The Exemplar stands at the top of a set of curving staircases. The stairs lead down into a long corridor. The rising sun pours in through numerous tall windows, illuminating the two dozen heavily armed and armoured men. They have taken up behind the cover of numerous concrete barricades. They have their deadly weapons trained on The Exemplar. Numerous laser sights converge on his chest and head.
His Guide camly stands next to him. “Hm,” she says. “Fascinating. The cameras in this building have gone live. Someone wants the world to see what you do here.”
The Exemplar tilts his head towards the closest camera, then looks out towards the massed troopers.
“No One Dies.”
His words resonate along the hallway. They open fire. He leaps off the landing into a hail of gunfire and high explosives.
The world watches.
Reyansh Reddy is enjoying his first cup of coffee of the morning. From the window in his kitchen, he can hear birds chirping from nearby. He sighs in quiet contemplation. Then he realizes that it’s quiet.

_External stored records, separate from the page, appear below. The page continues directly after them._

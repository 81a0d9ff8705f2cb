// SPDX-License-Identifier: GPL-3.0-or-later
// src/app/document/history.rs
//
// Per-document view history: last page and display preferences.

use std::collections::BTreeMap;
use std::fs;
use std::path::{Component, Path, PathBuf};

use serde::{Deserialize, Serialize};

use crate::constant::{APP_DIR, HISTORY_FILE, MAX_OPACITY, MIN_OPACITY};

/// View state of a document that survives restarts.
#[derive(Debug, Clone, Copy, PartialEq, Eq)]
pub struct ViewPrefs {
    pub page: usize,
    pub invert: bool,
    pub trim: bool,
    pub opacity: u8,
}

/// One history section. Preferences equal to the defaults are left out.
#[derive(Debug, Clone, Default, PartialEq, Eq, Serialize, Deserialize)]
pub struct HistoryEntry {
    #[serde(default, skip_serializing_if = "Option::is_none")]
    pub page: Option<i64>,
    #[serde(default, skip_serializing_if = "Option::is_none")]
    pub invert: Option<bool>,
    #[serde(default, skip_serializing_if = "Option::is_none")]
    pub trim: Option<bool>,
    #[serde(default, skip_serializing_if = "Option::is_none")]
    pub opacity: Option<i64>,
}

impl HistoryEntry {
    /// Build the entry to store for `prefs`.
    pub fn from_prefs(prefs: &ViewPrefs, defaults: &ViewPrefs) -> Self {
        Self {
            page: Some(prefs.page as i64),
            invert: (prefs.invert != defaults.invert).then_some(prefs.invert),
            trim: (prefs.trim != defaults.trim).then_some(prefs.trim),
            opacity: (prefs.opacity != defaults.opacity).then_some(i64::from(prefs.opacity)),
        }
    }

    /// Whether storing this entry would add nothing over the defaults.
    pub fn is_trivial(&self) -> bool {
        *self
            == Self {
                page: Some(0),
                ..Self::default()
            }
    }

    /// Overwrite `prefs` with the stored values; the page is clamped into
    /// a document of `length` pages.
    pub fn apply(&self, prefs: &mut ViewPrefs, length: usize) {
        if let Some(invert) = self.invert {
            prefs.invert = invert;
        }
        if let Some(trim) = self.trim {
            prefs.trim = trim;
        }
        if let Some(opacity) = self.opacity {
            prefs.opacity =
                opacity.clamp(i64::from(MIN_OPACITY), i64::from(MAX_OPACITY)) as u8;
        }
        let page = self.page.unwrap_or(prefs.page as i64);
        let last = length.saturating_sub(1) as i64;
        prefs.page = page.min(last).max(0) as usize;
    }
}

/// History of all documents, keyed by absolute path.
#[derive(Debug, Default)]
pub struct History {
    documents: BTreeMap<String, HistoryEntry>,
    file_path: Option<PathBuf>,
}

impl History {
    /// Default location below the XDG data directory.
    pub fn default_path() -> Option<PathBuf> {
        dirs::data_dir().map(|dir| dir.join(APP_DIR).join(HISTORY_FILE))
    }

    pub fn ephemeral() -> Self {
        Self::default()
    }

    pub fn with_file(file_path: &Path) -> Self {
        Self {
            documents: BTreeMap::new(),
            file_path: Some(file_path.to_path_buf()),
        }
    }

    pub fn load_or_ephemeral(file_path: Option<&Path>) -> Self {
        match file_path {
            Some(path) => Self::load_from_file(path).unwrap_or_else(|e| {
                log::error!("Failed to load history from {}: {}", path.display(), e);
                Self::with_file(path)
            }),
            None => Self::ephemeral(),
        }
    }

    pub fn load_from_file(file_path: &Path) -> anyhow::Result<Self> {
        if !file_path.exists() {
            return Ok(Self::with_file(file_path));
        }
        let content = fs::read_to_string(file_path)?;
        let documents = toml::from_str(&content)?;
        Ok(Self {
            documents,
            file_path: Some(file_path.to_path_buf()),
        })
    }

    pub fn save(&self) -> anyhow::Result<()> {
        match &self.file_path {
            Some(path) => {
                if let Some(dir) = path.parent() {
                    fs::create_dir_all(dir)?;
                }
                let content = toml::to_string(&self.documents)?;
                fs::write(path, content)?;
                Ok(())
            }
            None => {
                // Ephemeral history doesn't save to disk
                Ok(())
            }
        }
    }

    pub fn get(&self, key: &str) -> Option<&HistoryEntry> {
        self.documents.get(key)
    }

    /// Store `entry` under `key` and report whether anything changed.
    ///
    /// Trivial entries remove the section instead.
    pub fn record(&mut self, key: &str, entry: HistoryEntry) -> bool {
        if entry.is_trivial() {
            return self.documents.remove(key).is_some();
        }
        let old = self.documents.insert(key.to_string(), entry.clone());
        old.as_ref() != Some(&entry)
    }
}

/// Absolute form of `path` with `.` and `..` removed lexically.
///
/// Symlinks are not resolved: `a/link/../b` becomes `a/b`.
pub fn lexical_absolute(path: &Path, cwd: &Path) -> PathBuf {
    let joined = if path.is_absolute() {
        path.to_path_buf()
    } else {
        cwd.join(path)
    };
    let mut normalized = PathBuf::new();
    for component in joined.components() {
        match component {
            Component::CurDir => {}
            Component::ParentDir => {
                normalized.pop();
            }
            other => normalized.push(other.as_os_str()),
        }
    }
    normalized
}

/// History key of a document.
pub fn history_key(path: &Path) -> String {
    let cwd = std::env::current_dir().unwrap_or_default();
    lexical_absolute(path, &cwd).to_string_lossy().into_owned()
}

Calling out the names of his children, Abhay and Aabha, he gets no response. That’s never a good sign, he thinks to himself. With a groan, he pulls himself away from the breakfast table and makes his way to his children’s room.
As he approaches the door to their shared bedroom, he can hear noises. Explosions. Gunfire. Hushed whispers. The children are watching something violent. He sighs in frustration. Since the loss of their mother, Reyansh has tried to keep Abhay and Aabah away from violence. Himself as well, he considers. He prepares his Angry Father voice and opens the door.
A loud snore interrupts his entrance. Reyansh listens over the noise. Another snore. Grandmother Deeshka, he notes. The children’s caretaker when he works. Sound asleep. He smiles. It is early, he admits to himself. His project manager at Windshear Aerodyne was rushing his project, trying to finish it early. The overtime was good, but it did put a strain on his dear mother. She handled the extra work without question however. His admiration of her only grew.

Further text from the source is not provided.